New collaboration by GlaxoSmithKline and the University of Carolina to tackle HIV/Aids
British pharma giant GlaxoSmithKline is investing $4milion a year R&D into HIV/AIDS and will be teaming up with the University of Carolina Chapel Hill to create a HIV cure centre that will look solely at finding a cure for HIV/AIDS.
The University already has significant expertise and research into this problematic virus and is considered a centre of expertise.
The GSK Investment will be for five years, and a small research team from GSK will move to Chapel Hill to work with UNC researchers.
Plans will include a strategy known as ‘shock and kill’. This new method they hope will reveal the hidden virus that lingers in people with HIV infection despite successful drug therapy, and boost the patient’s immune system to clear the last traces of the virus and infected cells. The FDA has approved this new research.
GSK Chief Executive Sir Andrew Witty says - “Like UNC, GSK has a long legacy of HIV research success”

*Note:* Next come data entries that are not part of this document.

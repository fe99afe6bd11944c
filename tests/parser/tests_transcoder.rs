//! Transcoder properties over whole sources.

use lumos::parser::indent::{DEDENT_MARKER, INDENT_MARKER};
use lumos::parser::{IndentationError, Transcoder};
use rstest::rstest;

use crate::helpers::source_fixtures::*;

fn transcode(source: &str) -> String {
    Transcoder::default().transcode(source).unwrap().text
}

// =============================================================================
// IDEMPOTENCE
// =============================================================================

#[rstest]
#[case("import a/b\nconst int32 X = 1\n")]
#[case("using Meters = float64   \n\n  \nusing namespace geo\n")]
#[case("")]
fn test_flat_text_only_loses_leading_whitespace(#[case] source: &str) {
    let out = transcode(source);
    let expected: Vec<&str> = source.split('\n').map(str::trim_start).collect();
    assert_eq!(out, expected.join("\n"));
    assert!(!out.contains(INDENT_MARKER));
}

#[test]
fn test_transcoding_flat_output_again_is_a_no_op() {
    let once = transcode("import a/b   \nconst int32 X = 1\n");
    assert_eq!(transcode(&once), once);
}

// =============================================================================
// BALANCE
// =============================================================================

#[rstest]
#[case(POINT)]
#[case(SENSOR)]
#[case("struct A\n    int32 x\n        unit: \"m\"\n            deep: 1\n")]
#[case("enum E\n    A\n\n\nstruct S\n    bool b")]
fn test_markers_are_balanced(#[case] source: &str) {
    let out = Transcoder::default().transcode(source).unwrap();
    assert_eq!(out.indent_count(), out.dedent_count());
    assert!(out.indent_count() > 0);

    // Every prefix has at least as many INDENTs as DEDENTs.
    let mut depth = 0i32;
    for line in out.text.lines() {
        if line == INDENT_MARKER {
            depth += 1;
        } else if line == DEDENT_MARKER {
            depth -= 1;
        }
        assert!(depth >= 0);
    }
    assert_eq!(depth, 0);
}

#[test]
fn test_dedent_to_unknown_level_fails() {
    let err = Transcoder::default()
        .transcode("struct A\n        int32 x\n    int32 y\n")
        .unwrap_err();
    assert_eq!(err, IndentationError { line: 3, width: 4 });
}

// =============================================================================
// TRIPLE-QUOTE OPACITY
// =============================================================================

#[test]
fn test_open_triple_quote_lines_are_copied_byte_for_byte() {
    let out = transcode(SENSOR);
    assert!(out.contains("description: \"\"\"Raw samples,\n   oldest first\"\"\""));
}

#[test]
fn test_indentation_inside_string_does_not_open_blocks() {
    let source = "struct Doc\n    string s\n        text: \"\"\"a\n                b\n  c\n\"\"\"\n    string t\n";
    let out = Transcoder::default().transcode(source).unwrap();
    assert_eq!(out.indent_count(), 2);
    assert!(out.text.contains("\n                b\n  c\n\"\"\"\n<DEDENT>\nstring t"));
}
//! Attribute schema checks through the validation pipeline.

use lumos::config::AttributeConfig;
use lumos::validate::attributes::{AttributeSchema, SchemaError};
use lumos::{Config, ErrorKind, SchemaRegistry, Severity};
use rstest::rstest;

use crate::helpers::source_fixtures::*;
use crate::helpers::validation_helpers::*;

fn units_config() -> Config {
    Config {
        attributes: AttributeConfig {
            enabled_schemas: vec!["units".to_string()],
            ..AttributeConfig::default()
        },
        ..Config::default()
    }
}

fn units_registry() -> SchemaRegistry {
    let mut registry = SchemaRegistry::new();
    registry.load_yaml_str(UNITS_SCHEMA).unwrap();
    registry
}

fn run(config: Config, source: &str) -> lumos::ValidationResult {
    validate_with_registry(config, units_registry(), &[("s.msg", source)])
}

#[test]
fn test_valid_attributes() {
    let source = "struct S\n    [attributes]\n        version: 3\n    float32 d @unit(\"m\")\n        range:\n            min: 0\n            max: 2.5\n";
    let result = run(units_config(), source);
    assert_eq!(result.summary(), "No errors or warnings");
}

#[test]
fn test_unknown_attribute_is_warning_only() {
    let result = run(units_config(), "struct S\n    float32 d @color(\"red\")\n");
    assert!(result.success);
    assert!(result.errors.is_empty());
    assert_eq!(result.warnings.len(), 1);
    let warning = &result.warnings[0];
    assert_eq!(warning.kind, ErrorKind::UnknownAttribute);
    assert_eq!(warning.severity, Severity::Warning);
    assert_eq!(
        &*warning.message,
        "Unknown attribute 'color' (not in enabled schemas: units)"
    );
}

#[test]
fn test_strict_mode_makes_unknown_an_error() {
    let mut config = units_config();
    config.attributes.strict_mode = true;
    let result = run(config, "struct S\n    float32 d @color(\"red\")\n");
    assert!(!result.success);
    assert_eq!(kinds(&result.errors), vec![ErrorKind::UnknownAttribute]);
}

#[rstest]
#[case("float32 d @unit(\"ft\")", "Value 'ft' not in allowed values")]
#[case("float32 d @unit(3)", "Expected type string, got integer")]
#[case("float32 d\n        range:\n            min: 1", "Required property 'max' missing")]
#[case("float32 d\n        range:\n            min: 1\n            max: \"x\"", "Property 'max': Expected type number, got string")]
fn test_invalid_field_attributes(#[case] field: &str, #[case] reason: &str) {
    let source = format!("struct S\n    {field}\n");
    let result = run(units_config(), &source);
    assert_eq!(kinds(&result.errors), vec![ErrorKind::InvalidAttribute]);
    let message = &result.errors[0].message;
    assert!(message.starts_with("Invalid attribute '"), "{message}");
    assert!(message.contains("(schema 'units')"), "{message}");
    assert!(message.contains(reason), "{message}");
    assert_eq!(result.errors[0].line, 2);
}

#[test]
fn test_struct_attribute_constraint() {
    let result = run(
        units_config(),
        "struct S\n    [attributes]\n        version: 0\n    bool b\n",
    );
    assert_eq!(kinds(&result.errors), vec![ErrorKind::InvalidAttribute]);
    assert!(result.errors[0].message.contains("Value 0 is less than minimum 1"));
    assert_eq!(result.errors[0].line, 1);
}

#[test]
fn test_no_enabled_schema_skips_attribute_checks() {
    let result = run(Config::default(), "struct S\n    float32 d @color(\"red\")\n");
    assert_eq!(result.summary(), "No errors or warnings");
}

#[test]
fn test_schema_documents_from_disk() {
    let dir = tempfile::tempdir().unwrap();
    let paths = write_tree(
        dir.path(),
        &[
            ("units.yaml", UNITS_SCHEMA),
            ("broken.yaml", "schema_name: broken\nfield_attributes:\n  x:\n    type: decimal\n"),
        ],
    );

    let schema = AttributeSchema::from_path(&paths[0]).unwrap();
    assert_eq!(schema.schema_name, "units");
    assert!(schema.field_attributes.contains_key("range"));

    assert!(matches!(
        AttributeSchema::from_path(&paths[1]),
        Err(SchemaError::Yaml(_))
    ));

    let config = AttributeConfig {
        custom_schemas: vec![paths[0].clone()],
        ..AttributeConfig::default()
    };
    let registry = SchemaRegistry::from_config(&config).unwrap();
    assert_eq!(registry.names().collect::<Vec<_>>(), vec!["units"]);
}

#[test]
fn test_custom_schemas_are_loaded_by_the_validator() {
    let dir = tempfile::tempdir().unwrap();
    let paths = write_tree(
        dir.path(),
        &[
            ("units.yaml", UNITS_SCHEMA),
            ("broken.yaml", "schema_name: broken\nfield_attributes:\n  x:\n    type: decimal\n"),
        ],
    );
    let mut config = units_config();
    config.attributes.custom_schemas = paths;

    let source = "struct S\n    float32 d @unit(\"m\")\n    float32 e @color(\"red\")\n";
    let result = validate_with(config, &[("s.msg", source)]);
    assert!(result.success);
    assert_eq!(kinds(&result.warnings), vec![ErrorKind::UnknownAttribute]);
    assert!(result.warnings[0].message.contains("'color'"));
}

“From the development of the world’s first breakthrough medicine for HIV patients in the 1980s [Retrovir (azidothymidine) in 1987], to our leadership in the market today through ViiV Healthcare, we’re continuously challenging ourselves to meet the needs of patients.
“This partnership is a testament to our past and present leadership, innovation and commitment to this field. We are inspired by the confidence that with the right resources and research teams.